Nancy Carlsson-Paige: Our misguided effort to close the achievement gap is creating a new inequality: the ‘play’ gap - The Washington Post

Our misguided effort to close the achievement gap is creating a new inequality: the ‘play’ gap - The Washington Post:

Our misguided effort to close the achievement gap is creating a new inequality: the ‘play’ gap




“Play is the primary engine of human growth. It’s universal — as much as walking and talking.” That’s what Nancy Carlsson-Paige, an early childhood development expert, wrote in this postabout just how “twisted” early childhood education that ignores the value of play has become. Classes for young children that concentrate on academics and force kids to sit in chairs and do worksheets for hours on end are harmful — and now, there is a risk that a new “play disparity” between kids from poor and better-to-do families is widening and could be exacerbated by a push for universal pre-kindergarten.

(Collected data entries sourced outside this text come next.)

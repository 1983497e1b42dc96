#![cfg_attr(feature = "fail-on-warnings", deny(warnings))]
#![warn(clippy::all, clippy::pedantic, clippy::nursery, clippy::cargo)]
#![allow(clippy::multiple_crate_versions, clippy::cargo_common_metadata)]

//! Coverage classifier.
//!
//! Turns a [`Query`] plus an immutable site collection into a
//! [`CoverageResult`] (distance-filtered rows, ascending by distance)
//! and a [`CoverageSummary`] (per-operator/technology/region aggregates
//! and the best-network prediction). Pure functions of their inputs;
//! nothing here mutates shared state, so concurrent queries over the
//! same site slice need no coordination.

use std::collections::BTreeMap;

use coverage_map_coverage_models::{
    CoverageResult, CoverageRow, CoverageSummary, OperatorStats, Query, RadiusKm, RegionCount,
    TechnologyStats, TierThresholds,
};
use coverage_map_distance::{Point, distances_to_all};
use coverage_map_site_models::{Operator, Site, Technology, validate_latitude, validate_longitude};
use thiserror::Error;

/// Errors from coverage classification.
#[derive(Debug, Error)]
pub enum CoverageError {
    /// The query origin had a non-finite or out-of-range coordinate.
    #[error("invalid query origin: {0}")]
    InvalidOrigin(#[from] coverage_map_site_models::InvalidCoordinateError),

    /// The query radius was zero, negative, or non-finite.
    #[error("radius must be a positive number of kilometers, got {0}")]
    InvalidRadius(f64),
}

/// Classifies the site collection against a query.
///
/// Applies the operator/technology filters, computes the distance from
/// the query origin to every remaining site in one pass, keeps sites
/// inside the radius (all of them for [`RadiusKm::Unlimited`]), assigns
/// each a confidence tier, and sorts ascending by distance. An empty
/// result is a valid outcome, not an error; [`summarize`] turns it into
/// [`CoverageSummary::NoCoverage`].
///
/// # Errors
///
/// Returns [`CoverageError`] if the origin is out of range or the
/// radius is not a positive finite number.
pub fn classify(
    query: &Query,
    sites: &[Site],
    thresholds: TierThresholds,
) -> Result<CoverageResult, CoverageError> {
    validate_latitude(query.latitude)?;
    validate_longitude(query.longitude)?;
    if let RadiusKm::Within(r) = query.radius_km {
        if !r.is_finite() || r <= 0.0 {
            return Err(CoverageError::InvalidRadius(r));
        }
    }

    let filtered: Vec<&Site> = sites
        .iter()
        .filter(|site| {
            query
                .operator_filter
                .as_ref()
                .is_none_or(|ops| ops.contains(&site.operator))
                && query
                    .technology_filter
                    .as_ref()
                    .is_none_or(|techs| techs.contains(&site.technology))
        })
        .collect();

    // One vectorized pass over the filtered sites; the origin was
    // validated above, so the index cannot reject it.
    let origin = Point {
        latitude: query.latitude,
        longitude: query.longitude,
    };
    let owned: Vec<Site> = filtered.iter().map(|s| (*s).clone()).collect();
    let distances = distances_to_all(origin, &owned);

    let mut rows: Vec<CoverageRow> = owned
        .into_iter()
        .zip(distances)
        .filter(|(_, d)| query.radius_km.contains(*d))
        .map(|(site, distance_km)| CoverageRow {
            confidence: thresholds.tier(distance_km),
            site,
            distance_km,
        })
        .collect();

    rows.sort_by(|a, b| f64::total_cmp(&a.distance_km, &b.distance_km));

    log::debug!(
        "classified {} of {} sites within {:?} of ({}, {})",
        rows.len(),
        sites.len(),
        query.radius_km,
        query.latitude,
        query.longitude,
    );

    Ok(CoverageResult {
        query: query.clone(),
        rows,
    })
}

/// Summarizes a coverage result into per-operator, per-technology, and
/// per-region aggregates plus the best-network prediction.
///
/// Best network is the operator with the most retained sites; ties
/// prefer the lower mean distance, then the lexicographically first
/// label, so repeated runs always agree.
#[must_use]
pub fn summarize(result: &CoverageResult) -> CoverageSummary {
    if result.is_empty() {
        return CoverageSummary::NoCoverage;
    }

    let mut by_operator = operator_stats(&result.rows);
    by_operator.sort_by(|a, b| {
        b.site_count
            .cmp(&a.site_count)
            .then_with(|| f64::total_cmp(&a.mean_distance_km, &b.mean_distance_km))
            .then_with(|| a.operator.label().cmp(b.operator.label()))
    });

    let mut by_technology = technology_stats(&result.rows);
    by_technology.sort_by(|a, b| {
        b.site_count
            .cmp(&a.site_count)
            .then_with(|| f64::total_cmp(&a.mean_distance_km, &b.mean_distance_km))
            .then_with(|| a.technology.label().cmp(b.technology.label()))
    });

    let by_region = region_counts(&result.rows);

    CoverageSummary::Covered {
        best_network: by_operator[0].operator,
        by_operator,
        by_technology,
        by_region,
    }
}

fn operator_stats(rows: &[CoverageRow]) -> Vec<OperatorStats> {
    // BTreeMap keeps grouping order independent of hash state.
    let mut groups: BTreeMap<Operator, Vec<&CoverageRow>> = BTreeMap::new();
    for row in rows {
        groups.entry(row.site.operator).or_default().push(row);
    }

    groups
        .into_iter()
        .map(|(operator, rows)| OperatorStats {
            operator,
            site_count: rows.len() as u64,
            mean_distance_km: mean(rows.iter().map(|r| r.distance_km)),
            dominant_technology: dominant_technology(&rows),
        })
        .collect()
}

fn technology_stats(rows: &[CoverageRow]) -> Vec<TechnologyStats> {
    let mut groups: BTreeMap<Technology, Vec<&CoverageRow>> = BTreeMap::new();
    for row in rows {
        groups.entry(row.site.technology).or_default().push(row);
    }

    groups
        .into_iter()
        .map(|(technology, rows)| TechnologyStats {
            technology,
            site_count: rows.len() as u64,
            mean_distance_km: mean(rows.iter().map(|r| r.distance_km)),
        })
        .collect()
}

fn region_counts(rows: &[CoverageRow]) -> Vec<RegionCount> {
    let mut counts: BTreeMap<&str, u64> = BTreeMap::new();
    for row in rows {
        if let Some(region) = row.site.region.as_deref() {
            *counts.entry(region).or_default() += 1;
        }
    }

    counts
        .into_iter()
        .map(|(region, total_sites)| RegionCount {
            region: region.to_owned(),
            total_sites,
        })
        .collect()
}

/// Most common technology among an operator's rows; ties prefer the
/// lexicographically first label.
fn dominant_technology(rows: &[&CoverageRow]) -> Technology {
    let mut counts: BTreeMap<&str, (u64, Technology)> = BTreeMap::new();
    for row in rows {
        let entry = counts
            .entry(row.site.technology.label())
            .or_insert((0, row.site.technology));
        entry.0 += 1;
    }

    counts
        .into_iter()
        .max_by(|(label_a, (count_a, _)), (label_b, (count_b, _))| {
            count_a.cmp(count_b).then_with(|| label_b.cmp(label_a))
        })
        .map_or(Technology::Unknown, |(_, (_, tech))| tech)
}

fn mean(values: impl Iterator<Item = f64>) -> f64 {
    let mut sum = 0.0;
    let mut count = 0_u64;
    for v in values {
        sum += v;
        count += 1;
    }
    if count == 0 {
        0.0
    } else {
        #[allow(clippy::cast_precision_loss)]
        {
            sum / count as f64
        }
    }
}

#[cfg(test)]
mod tests {
    use std::collections::BTreeSet;

    use coverage_map_coverage_models::ConfidenceTier;

    use super::*;

    fn site(lat: f64, lon: f64, operator: Operator, technology: Technology) -> Site {
        Site::new(lat, lon, operator, technology, None).unwrap()
    }

    fn lagos_cluster() -> Vec<Site> {
        vec![
            site(6.52, 3.38, Operator::Mtn, Technology::FourG),
            site(6.55, 3.40, Operator::Mtn, Technology::ThreeG),
            site(6.60, 3.35, Operator::Airtel, Technology::FourG),
            site(9.08, 7.40, Operator::Globacom, Technology::TwoG),
        ]
    }

    fn query(radius: RadiusKm) -> Query {
        Query::new(6.5244, 3.3792, radius)
    }

    #[test]
    fn unlimited_radius_retains_all_sites() {
        let sites = lagos_cluster();
        let result = classify(&query(RadiusKm::Unlimited), &sites, TierThresholds::default())
            .unwrap();
        assert_eq!(result.rows.len(), sites.len());
    }

    #[test]
    fn radius_cut_is_exact_and_idempotent() {
        let sites = lagos_cluster();
        let q = query(RadiusKm::Within(20.0));
        let result = classify(&q, &sites, TierThresholds::default()).unwrap();
        // The Abuja site is ~536 km out.
        assert_eq!(result.rows.len(), 3);
        assert!(result.rows.iter().all(|r| r.distance_km <= 20.0));

        // Re-filtering the retained sites at the same radius changes nothing.
        let retained: Vec<Site> = result.rows.iter().map(|r| r.site.clone()).collect();
        let again = classify(&q, &retained, TierThresholds::default()).unwrap();
        assert_eq!(again.rows, result.rows);
    }

    #[test]
    fn rows_sorted_ascending_by_distance() {
        let sites = lagos_cluster();
        let result = classify(&query(RadiusKm::Unlimited), &sites, TierThresholds::default())
            .unwrap();
        for pair in result.rows.windows(2) {
            assert!(pair[0].distance_km <= pair[1].distance_km);
        }
    }

    #[test]
    fn filters_apply_before_distance_cut() {
        let sites = lagos_cluster();
        let mut q = query(RadiusKm::Unlimited);
        q.operator_filter = Some(BTreeSet::from([Operator::Mtn]));
        q.technology_filter = Some(BTreeSet::from([Technology::FourG]));
        let result = classify(&q, &sites, TierThresholds::default()).unwrap();
        assert_eq!(result.rows.len(), 1);
        assert_eq!(result.rows[0].site.operator, Operator::Mtn);
        assert_eq!(result.rows[0].site.technology, Technology::FourG);
    }

    #[test]
    fn tiers_follow_thresholds() {
        let sites = lagos_cluster();
        let result = classify(&query(RadiusKm::Unlimited), &sites, TierThresholds::default())
            .unwrap();
        assert_eq!(result.rows[0].confidence, ConfidenceTier::High);
        assert_eq!(result.rows.last().unwrap().confidence, ConfidenceTier::Low);
    }

    #[test]
    fn rejects_invalid_radius() {
        let sites = lagos_cluster();
        let err = classify(
            &query(RadiusKm::Within(-3.0)),
            &sites,
            TierThresholds::default(),
        )
        .unwrap_err();
        assert!(matches!(err, CoverageError::InvalidRadius(r) if r == -3.0));
    }

    #[test]
    fn rejects_out_of_range_origin() {
        let sites = lagos_cluster();
        let q = Query::new(123.4, 3.0, RadiusKm::Unlimited);
        let err = classify(&q, &sites, TierThresholds::default()).unwrap_err();
        assert!(err.to_string().contains("latitude"));
    }

    #[test]
    fn empty_sites_is_no_coverage_not_error() {
        let result =
            classify(&query(RadiusKm::Within(10.0)), &[], TierThresholds::default()).unwrap();
        assert!(result.is_empty());
        assert_eq!(summarize(&result), CoverageSummary::NoCoverage);
    }

    #[test]
    fn best_network_prefers_count_then_mean_distance() {
        let sites = lagos_cluster();
        let result = classify(&query(RadiusKm::Within(20.0)), &sites, TierThresholds::default())
            .unwrap();
        let CoverageSummary::Covered {
            best_network,
            by_operator,
            ..
        } = summarize(&result)
        else {
            panic!("expected coverage");
        };
        assert_eq!(best_network, Operator::Mtn);
        assert_eq!(by_operator[0].site_count, 2);
        assert_eq!(by_operator[0].dominant_technology, Technology::ThreeG);
    }

    #[test]
    fn best_network_tie_breaks_deterministically() {
        // One site each, equidistant: Airtel wins lexicographically.
        let sites = vec![
            site(6.53, 3.38, Operator::Mtn, Technology::FourG),
            site(6.53, 3.38, Operator::Airtel, Technology::FourG),
        ];
        let result = classify(&query(RadiusKm::Unlimited), &sites, TierThresholds::default())
            .unwrap();
        let CoverageSummary::Covered { best_network, .. } = summarize(&result) else {
            panic!("expected coverage");
        };
        assert_eq!(best_network, Operator::Airtel);
    }

    #[test]
    fn region_counts_are_alphabetical() {
        let mut sites = lagos_cluster();
        sites[0].region = Some("Lagos".to_owned());
        sites[1].region = Some("Lagos".to_owned());
        sites[3].region = Some("FCT".to_owned());
        let result = classify(&query(RadiusKm::Unlimited), &sites, TierThresholds::default())
            .unwrap();
        let CoverageSummary::Covered { by_region, .. } = summarize(&result) else {
            panic!("expected coverage");
        };
        assert_eq!(
            by_region,
            vec![
                RegionCount {
                    region: "FCT".to_owned(),
                    total_sites: 1,
                },
                RegionCount {
                    region: "Lagos".to_owned(),
                    total_sites: 2,
                },
            ]
        );
    }
}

Here’s a new post on this issue by Carlsson-Paige, who for decades has been at the forefront of the debate on how best to educate — and not educate — the youngest students. She is a professor emerita of education at Lesley University in Cambridge, Ma., where she taught teachers for more than 30 years and was a founder of the university’s Center for Peaceable Schools. She is also a founding member and senior advisor of a nonprofit called Defending the Early Years, which commissions research about early childhood education and advocates for sane policies for young children.

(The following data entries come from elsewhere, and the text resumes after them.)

#![cfg_attr(feature = "fail-on-warnings", deny(warnings))]
#![warn(clippy::all, clippy::pedantic, clippy::nursery, clippy::cargo)]
#![allow(clippy::multiple_crate_versions)]

//! In-memory boundary polygon index.
//!
//! Loads national/state boundary polygons from a `GeoJSON` file, builds
//! an R-tree spatial index, and provides fast point-in-polygon lookups.
//! Used by the gap scanner to clip grid cells to the national boundary
//! and by ingestion to attribute sites to a state.

use std::path::Path;

use geo::{Area, BoundingRect, Contains, MultiPolygon};
use geojson::{FeatureCollection, GeoJson};
use rstar::{AABB, RTree, RTreeObject};
use thiserror::Error;

/// Property keys tried, in order, when naming a boundary feature.
const NAME_KEYS: &[&str] = &["name", "NAME_1", "state", "admin1Name"];

/// Errors from boundary loading.
#[derive(Debug, Error)]
pub enum BoundaryError {
    /// The boundary file could not be read.
    #[error("failed to read boundary file: {0}")]
    Io(#[from] std::io::Error),

    /// The file was not valid `GeoJSON`.
    #[error("failed to parse boundary GeoJSON: {0}")]
    Parse(#[from] geojson::Error),

    /// The file parsed but contained no usable polygon.
    #[error("boundary GeoJSON contains no Polygon or MultiPolygon geometry")]
    NoPolygons,
}

/// A boundary polygon stored in the R-tree with its metadata.
#[derive(Debug)]
struct BoundaryEntry {
    name: Option<String>,
    area_deg2: f64,
    envelope: AABB<[f64; 2]>,
    polygon: MultiPolygon<f64>,
}

impl RTreeObject for BoundaryEntry {
    type Envelope = AABB<[f64; 2]>;

    fn envelope(&self) -> Self::Envelope {
        self.envelope
    }
}

/// Pre-built spatial index over boundary polygons.
///
/// Constructed once per process and shared read-only across all
/// consumers.
#[derive(Debug)]
pub struct BoundaryIndex {
    regions: RTree<BoundaryEntry>,
    bbox: Option<(f64, f64, f64, f64)>,
}

impl BoundaryIndex {
    /// Loads boundary polygons from a `GeoJSON` file.
    ///
    /// Accepts a `FeatureCollection` (one entry per feature, named from
    /// its properties where possible), a single `Feature`, or a bare
    /// geometry.
    ///
    /// # Errors
    ///
    /// Returns [`BoundaryError`] if the file cannot be read or parsed,
    /// or contains no polygonal geometry.
    pub fn load(path: &Path) -> Result<Self, BoundaryError> {
        let raw = std::fs::read_to_string(path)?;
        let index = Self::from_geojson_str(&raw)?;
        log::info!(
            "Loaded {} boundary polygon(s) from {}",
            index.regions.size(),
            path.display()
        );
        Ok(index)
    }

    /// Builds the index from `GeoJSON` text.
    ///
    /// # Errors
    ///
    /// Returns [`BoundaryError`] if parsing fails or no polygon is found.
    pub fn from_geojson_str(raw: &str) -> Result<Self, BoundaryError> {
        let geojson: GeoJson = raw.parse()?;

        let mut entries = Vec::new();
        match geojson {
            GeoJson::FeatureCollection(FeatureCollection { features, .. }) => {
                for feature in features {
                    let name = feature_name(&feature);
                    let Some(geometry) = feature.geometry else {
                        continue;
                    };
                    match to_multipolygon(&geometry) {
                        Some(mp) => entries.push(make_entry(name, mp)),
                        None => {
                            log::warn!(
                                "Skipping non-polygonal boundary feature {:?}",
                                feature.id
                            );
                        }
                    }
                }
            }
            GeoJson::Feature(feature) => {
                let name = feature_name(&feature);
                if let Some(mp) = feature.geometry.as_ref().and_then(to_multipolygon) {
                    entries.push(make_entry(name, mp));
                }
            }
            GeoJson::Geometry(geometry) => {
                if let Some(mp) = to_multipolygon(&geometry) {
                    entries.push(make_entry(None, mp));
                }
            }
        }

        if entries.is_empty() {
            return Err(BoundaryError::NoPolygons);
        }

        let bbox = overall_bbox(&entries);

        Ok(Self {
            regions: RTree::bulk_load(entries),
            bbox,
        })
    }

    /// Number of boundary polygons in the index.
    #[must_use]
    pub fn len(&self) -> usize {
        self.regions.size()
    }

    /// Whether the index holds no polygons (loading rejects empty
    /// inputs, so this is only true for a default-constructed tree).
    #[must_use]
    pub fn is_empty(&self) -> bool {
        self.regions.size() == 0
    }

    /// Whether any boundary polygon contains the point.
    #[must_use]
    pub fn contains(&self, lng: f64, lat: f64) -> bool {
        let point = geo::Point::new(lng, lat);
        let query_env = AABB::from_point([lng, lat]);

        self.regions
            .locate_in_envelope_intersecting(&query_env)
            .any(|entry| entry.polygon.contains(&point))
    }

    /// Look up the region name for a point.
    ///
    /// State polygons can overlap slightly at shared borders; the
    /// smallest area wins.
    #[must_use]
    pub fn lookup_region(&self, lng: f64, lat: f64) -> Option<&str> {
        let point = geo::Point::new(lng, lat);
        let query_env = AABB::from_point([lng, lat]);

        let mut best: Option<&BoundaryEntry> = None;

        for entry in self.regions.locate_in_envelope_intersecting(&query_env) {
            if entry.polygon.contains(&point) {
                match best {
                    None => best = Some(entry),
                    Some(current) if entry.area_deg2 < current.area_deg2 => {
                        best = Some(entry);
                    }
                    _ => {}
                }
            }
        }

        best.and_then(|e| e.name.as_deref())
    }

    /// Bounding box over every polygon as `(west, south, east, north)`.
    #[must_use]
    pub const fn bounding_box(&self) -> Option<(f64, f64, f64, f64)> {
        self.bbox
    }
}

fn make_entry(name: Option<String>, polygon: MultiPolygon<f64>) -> BoundaryEntry {
    BoundaryEntry {
        name,
        area_deg2: polygon.unsigned_area(),
        envelope: compute_envelope(&polygon),
        polygon,
    }
}

/// First matching name property on a feature, if any.
fn feature_name(feature: &geojson::Feature) -> Option<String> {
    let properties = feature.properties.as_ref()?;
    NAME_KEYS
        .iter()
        .find_map(|key| properties.get(*key))
        .and_then(|value| value.as_str())
        .map(ToOwned::to_owned)
}

/// Convert a `GeoJSON` geometry into a [`MultiPolygon`].
/// Handles both `Polygon` and `MultiPolygon` geometry types.
fn to_multipolygon(geometry: &geojson::Geometry) -> Option<MultiPolygon<f64>> {
    let geo_geom: geo::Geometry<f64> = geometry.value.clone().try_into().ok()?;
    match geo_geom {
        geo::Geometry::MultiPolygon(mp) => Some(mp),
        geo::Geometry::Polygon(p) => Some(MultiPolygon(vec![p])),
        _ => None,
    }
}

/// Compute the bounding box envelope for a [`MultiPolygon`].
fn compute_envelope(mp: &MultiPolygon<f64>) -> AABB<[f64; 2]> {
    mp.bounding_rect().map_or_else(
        || AABB::from_point([0.0, 0.0]),
        |rect| AABB::from_corners([rect.min().x, rect.min().y], [rect.max().x, rect.max().y]),
    )
}

fn overall_bbox(entries: &[BoundaryEntry]) -> Option<(f64, f64, f64, f64)> {
    let mut iter = entries.iter().map(|e| {
        let lower = e.envelope.lower();
        let upper = e.envelope.upper();
        (lower[0], lower[1], upper[0], upper[1])
    });

    let first = iter.next()?;
    Some(iter.fold(first, |acc, next| {
        (
            acc.0.min(next.0),
            acc.1.min(next.1),
            acc.2.max(next.2),
            acc.3.max(next.3),
        )
    }))
}

#[cfg(test)]
mod tests {
    use super::*;

    /// Two adjacent unit squares named Lagos and Ogun.
    const TWO_STATES: &str = r#"{
        "type": "FeatureCollection",
        "features": [
            {
                "type": "Feature",
                "properties": {"name": "Lagos"},
                "geometry": {
                    "type": "Polygon",
                    "coordinates": [[[3.0, 6.0], [4.0, 6.0], [4.0, 7.0], [3.0, 7.0], [3.0, 6.0]]]
                }
            },
            {
                "type": "Feature",
                "properties": {"name": "Ogun"},
                "geometry": {
                    "type": "Polygon",
                    "coordinates": [[[3.0, 7.0], [4.0, 7.0], [4.0, 8.0], [3.0, 8.0], [3.0, 7.0]]]
                }
            }
        ]
    }"#;

    #[test]
    fn loads_feature_collection() {
        let index = BoundaryIndex::from_geojson_str(TWO_STATES).unwrap();
        assert_eq!(index.len(), 2);
        assert!(!index.is_empty());
    }

    #[test]
    fn contains_inside_and_outside() {
        let index = BoundaryIndex::from_geojson_str(TWO_STATES).unwrap();
        assert!(index.contains(3.5, 6.5));
        assert!(index.contains(3.5, 7.5));
        assert!(!index.contains(5.0, 6.5));
    }

    #[test]
    fn region_lookup_names_the_state() {
        let index = BoundaryIndex::from_geojson_str(TWO_STATES).unwrap();
        assert_eq!(index.lookup_region(3.5, 6.5), Some("Lagos"));
        assert_eq!(index.lookup_region(3.5, 7.5), Some("Ogun"));
        assert_eq!(index.lookup_region(5.0, 6.5), None);
    }

    #[test]
    fn bounding_box_spans_all_polygons() {
        let index = BoundaryIndex::from_geojson_str(TWO_STATES).unwrap();
        let (west, south, east, north) = index.bounding_box().unwrap();
        assert!((west - 3.0).abs() < 1e-12);
        assert!((south - 6.0).abs() < 1e-12);
        assert!((east - 4.0).abs() < 1e-12);
        assert!((north - 8.0).abs() < 1e-12);
    }

    #[test]
    fn bare_geometry_is_accepted() {
        let raw = r#"{
            "type": "Polygon",
            "coordinates": [[[3.0, 6.0], [4.0, 6.0], [4.0, 7.0], [3.0, 7.0], [3.0, 6.0]]]
        }"#;
        let index = BoundaryIndex::from_geojson_str(raw).unwrap();
        assert_eq!(index.len(), 1);
        assert!(index.contains(3.5, 6.5));
        assert_eq!(index.lookup_region(3.5, 6.5), None);
    }

    #[test]
    fn rejects_non_polygonal_input() {
        let raw = r#"{"type": "Point", "coordinates": [3.0, 6.0]}"#;
        let err = BoundaryIndex::from_geojson_str(raw).unwrap_err();
        assert!(matches!(err, BoundaryError::NoPolygons));
    }
}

Carlsson-Paige is author of “Taking Back Childhood.” The mother of two artist sons, Matt and Kyle Damon, she is also the recipient of numerous awards, including the Legacy Award from the Robert F. Kennedy Children’s Action Corps for work over several decades on behalf of children and families, as well as the Deborah Meier award given by the nonprofit National Center for Fair and Open Testing.
By Nancy Carlsson-Paige
Soon many of our nation’s young children will be starting school for the first time. What they will likely find is something dramatically different from what their parents experienced at their age. Kindergartens and pre-K classrooms have changed.  There is less play, less art and music, less child choice, more teacher-led instruction, worksheets, and testing than a generation ago. Studies tell us that these changes, although pervasive, are most evident in schools serving high percentages of low-income children of color.
The pressure to teach academic skills in pre-k and kindergarten has been increasing since the passage of the No Child Left Behind act 15 years ago.  Today, many young children are required to sit in chairs, sometimes for long periods of time, as a teacher instructs them.  This goes against their natural impulse to learn actively through play where they are fully engaged–body, mind, and spirit.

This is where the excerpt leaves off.